Exercise details
Output the opening lines of the records exactly. End with the line that contains "internal rejection reason.".
----- Record excerpts -----
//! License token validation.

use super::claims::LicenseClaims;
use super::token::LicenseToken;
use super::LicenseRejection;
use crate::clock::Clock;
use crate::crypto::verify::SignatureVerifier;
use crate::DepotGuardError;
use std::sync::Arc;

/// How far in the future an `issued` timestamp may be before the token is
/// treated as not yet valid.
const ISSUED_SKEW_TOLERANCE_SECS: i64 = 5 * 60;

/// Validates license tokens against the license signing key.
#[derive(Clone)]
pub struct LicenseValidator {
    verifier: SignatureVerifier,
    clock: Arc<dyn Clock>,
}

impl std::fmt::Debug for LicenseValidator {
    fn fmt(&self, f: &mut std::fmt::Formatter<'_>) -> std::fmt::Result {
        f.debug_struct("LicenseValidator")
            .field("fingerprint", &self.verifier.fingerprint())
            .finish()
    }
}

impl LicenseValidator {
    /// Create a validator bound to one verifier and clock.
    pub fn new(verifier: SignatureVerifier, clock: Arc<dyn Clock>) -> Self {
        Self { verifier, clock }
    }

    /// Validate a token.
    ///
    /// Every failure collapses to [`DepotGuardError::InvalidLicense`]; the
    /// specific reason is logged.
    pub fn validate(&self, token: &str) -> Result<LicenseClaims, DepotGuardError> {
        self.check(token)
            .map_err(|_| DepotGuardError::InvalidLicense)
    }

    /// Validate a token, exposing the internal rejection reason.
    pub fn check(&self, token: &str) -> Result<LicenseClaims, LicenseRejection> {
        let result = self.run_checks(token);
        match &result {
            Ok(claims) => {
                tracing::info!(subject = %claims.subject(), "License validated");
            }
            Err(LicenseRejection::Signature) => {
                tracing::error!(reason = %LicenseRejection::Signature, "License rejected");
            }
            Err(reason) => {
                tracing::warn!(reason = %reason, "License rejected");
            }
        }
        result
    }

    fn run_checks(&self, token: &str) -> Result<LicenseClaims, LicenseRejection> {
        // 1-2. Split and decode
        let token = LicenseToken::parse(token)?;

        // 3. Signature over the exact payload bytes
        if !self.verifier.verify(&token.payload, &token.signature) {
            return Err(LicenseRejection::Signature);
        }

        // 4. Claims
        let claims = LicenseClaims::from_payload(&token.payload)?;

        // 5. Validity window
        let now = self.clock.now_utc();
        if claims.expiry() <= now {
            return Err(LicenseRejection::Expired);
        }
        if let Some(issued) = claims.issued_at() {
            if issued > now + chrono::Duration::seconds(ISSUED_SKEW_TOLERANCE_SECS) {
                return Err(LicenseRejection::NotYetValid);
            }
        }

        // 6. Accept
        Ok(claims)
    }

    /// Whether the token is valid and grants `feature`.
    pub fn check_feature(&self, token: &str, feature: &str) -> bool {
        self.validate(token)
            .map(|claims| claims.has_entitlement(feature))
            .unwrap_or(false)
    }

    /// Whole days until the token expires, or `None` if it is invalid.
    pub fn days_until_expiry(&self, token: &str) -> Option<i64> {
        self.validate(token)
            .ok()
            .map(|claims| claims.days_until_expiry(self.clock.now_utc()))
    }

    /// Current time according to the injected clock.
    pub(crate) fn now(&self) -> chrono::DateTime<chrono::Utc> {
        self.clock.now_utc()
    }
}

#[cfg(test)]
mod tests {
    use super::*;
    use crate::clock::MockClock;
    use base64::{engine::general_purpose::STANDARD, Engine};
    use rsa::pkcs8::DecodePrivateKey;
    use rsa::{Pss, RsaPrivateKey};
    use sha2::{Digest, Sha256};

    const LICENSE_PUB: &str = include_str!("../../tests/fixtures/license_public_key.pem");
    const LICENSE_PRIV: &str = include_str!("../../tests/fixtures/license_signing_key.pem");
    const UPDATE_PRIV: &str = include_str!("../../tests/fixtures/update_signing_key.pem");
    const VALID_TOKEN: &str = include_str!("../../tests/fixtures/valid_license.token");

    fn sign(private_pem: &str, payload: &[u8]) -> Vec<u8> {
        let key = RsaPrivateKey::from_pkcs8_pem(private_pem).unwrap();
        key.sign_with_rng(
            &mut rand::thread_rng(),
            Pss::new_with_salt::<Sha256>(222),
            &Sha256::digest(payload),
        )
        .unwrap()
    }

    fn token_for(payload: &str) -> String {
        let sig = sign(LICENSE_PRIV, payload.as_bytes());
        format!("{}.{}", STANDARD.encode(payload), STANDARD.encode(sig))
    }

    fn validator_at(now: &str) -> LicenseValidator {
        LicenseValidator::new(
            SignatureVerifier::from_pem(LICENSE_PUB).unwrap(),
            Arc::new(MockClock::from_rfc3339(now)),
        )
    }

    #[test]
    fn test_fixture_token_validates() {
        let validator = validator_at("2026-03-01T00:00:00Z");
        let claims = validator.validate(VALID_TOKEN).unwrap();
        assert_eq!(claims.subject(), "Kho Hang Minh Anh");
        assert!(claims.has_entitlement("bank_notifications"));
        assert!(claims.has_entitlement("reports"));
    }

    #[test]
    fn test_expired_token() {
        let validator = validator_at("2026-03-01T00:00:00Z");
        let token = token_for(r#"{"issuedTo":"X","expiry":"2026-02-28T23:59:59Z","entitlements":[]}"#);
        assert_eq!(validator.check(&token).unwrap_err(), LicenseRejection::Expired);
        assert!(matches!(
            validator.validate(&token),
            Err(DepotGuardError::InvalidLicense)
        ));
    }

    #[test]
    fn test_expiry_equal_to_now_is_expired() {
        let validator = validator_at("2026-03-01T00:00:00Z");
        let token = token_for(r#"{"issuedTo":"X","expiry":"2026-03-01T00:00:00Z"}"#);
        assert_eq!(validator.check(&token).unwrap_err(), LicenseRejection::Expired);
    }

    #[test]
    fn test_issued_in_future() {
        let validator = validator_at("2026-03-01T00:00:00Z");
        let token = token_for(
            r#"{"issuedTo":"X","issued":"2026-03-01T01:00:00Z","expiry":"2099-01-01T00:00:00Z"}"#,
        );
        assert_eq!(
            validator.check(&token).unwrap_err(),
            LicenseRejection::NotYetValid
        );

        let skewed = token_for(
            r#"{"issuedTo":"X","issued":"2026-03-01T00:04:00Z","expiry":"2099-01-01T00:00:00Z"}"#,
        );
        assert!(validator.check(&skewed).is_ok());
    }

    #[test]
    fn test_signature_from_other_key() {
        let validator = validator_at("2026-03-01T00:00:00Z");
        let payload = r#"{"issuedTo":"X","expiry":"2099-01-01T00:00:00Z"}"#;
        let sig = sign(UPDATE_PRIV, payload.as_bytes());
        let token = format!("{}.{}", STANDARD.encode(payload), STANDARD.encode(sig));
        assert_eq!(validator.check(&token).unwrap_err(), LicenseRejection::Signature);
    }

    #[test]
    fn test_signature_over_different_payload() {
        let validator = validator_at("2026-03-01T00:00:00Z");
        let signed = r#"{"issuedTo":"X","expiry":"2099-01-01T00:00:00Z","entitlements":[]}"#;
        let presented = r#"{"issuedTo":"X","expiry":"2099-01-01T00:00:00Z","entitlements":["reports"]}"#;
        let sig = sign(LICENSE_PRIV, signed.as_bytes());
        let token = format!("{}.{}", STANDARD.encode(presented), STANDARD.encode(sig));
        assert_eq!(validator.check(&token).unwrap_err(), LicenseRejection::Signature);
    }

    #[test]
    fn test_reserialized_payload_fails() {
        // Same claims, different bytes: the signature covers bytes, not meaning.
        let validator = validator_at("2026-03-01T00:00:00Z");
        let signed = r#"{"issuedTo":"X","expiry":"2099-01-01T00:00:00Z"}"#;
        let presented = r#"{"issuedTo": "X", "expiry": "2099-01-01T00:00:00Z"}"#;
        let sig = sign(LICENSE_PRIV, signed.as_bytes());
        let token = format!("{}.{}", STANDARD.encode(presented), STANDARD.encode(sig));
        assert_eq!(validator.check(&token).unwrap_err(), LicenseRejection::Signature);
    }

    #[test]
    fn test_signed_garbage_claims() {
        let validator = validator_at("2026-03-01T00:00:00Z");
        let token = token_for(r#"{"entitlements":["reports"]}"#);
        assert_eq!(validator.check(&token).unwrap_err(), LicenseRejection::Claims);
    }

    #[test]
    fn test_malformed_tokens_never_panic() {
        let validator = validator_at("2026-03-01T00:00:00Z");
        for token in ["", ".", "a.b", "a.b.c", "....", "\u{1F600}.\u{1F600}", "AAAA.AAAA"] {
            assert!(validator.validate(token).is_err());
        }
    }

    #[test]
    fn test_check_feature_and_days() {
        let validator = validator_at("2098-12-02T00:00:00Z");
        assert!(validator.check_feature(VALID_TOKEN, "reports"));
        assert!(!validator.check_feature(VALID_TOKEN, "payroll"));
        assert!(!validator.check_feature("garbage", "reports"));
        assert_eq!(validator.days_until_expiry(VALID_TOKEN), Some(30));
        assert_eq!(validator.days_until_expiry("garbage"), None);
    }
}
-----
Response area
//! License token validation.

use super::claims::LicenseClaims;
use super::token::LicenseToken;
use super::LicenseRejection;
use crate::clock::Clock;
use crate::crypto::verify::SignatureVerifier;
use crate::DepotGuardError;
use std::sync::Arc;

/// How far in the future an `issued` timestamp may be before the token is
/// treated as not yet valid.
const ISSUED_SKEW_TOLERANCE_SECS: i64 = 5 * 60;

/// Validates license tokens against the license signing key.
#[derive(Clone)]
pub struct LicenseValidator {
    verifier: SignatureVerifier,
    clock: Arc<dyn Clock>,
}

impl std::fmt::Debug for LicenseValidator {
    fn fmt(&self, f: &mut std::fmt::Formatter<'_>) -> std::fmt::Result {
        f.debug_struct("LicenseValidator")
            .field("fingerprint", &self.verifier.fingerprint())
            .finish()
    }
}

impl LicenseValidator {
    /// Create a validator bound to one verifier and clock.
    pub fn new(verifier: SignatureVerifier, clock: Arc<dyn Clock>) -> Self {
        Self { verifier, clock }
    }

    /// Validate a token.
    ///
    /// Every failure collapses to [`DepotGuardError::InvalidLicense`]; the
    /// specific reason is logged.
    pub fn validate(&self, token: &str) -> Result<LicenseClaims, DepotGuardError> {
        self.check(token)
            .map_err(|_| DepotGuardError::InvalidLicense)
    }

    /// Validate a token, exposing the internal rejection reason.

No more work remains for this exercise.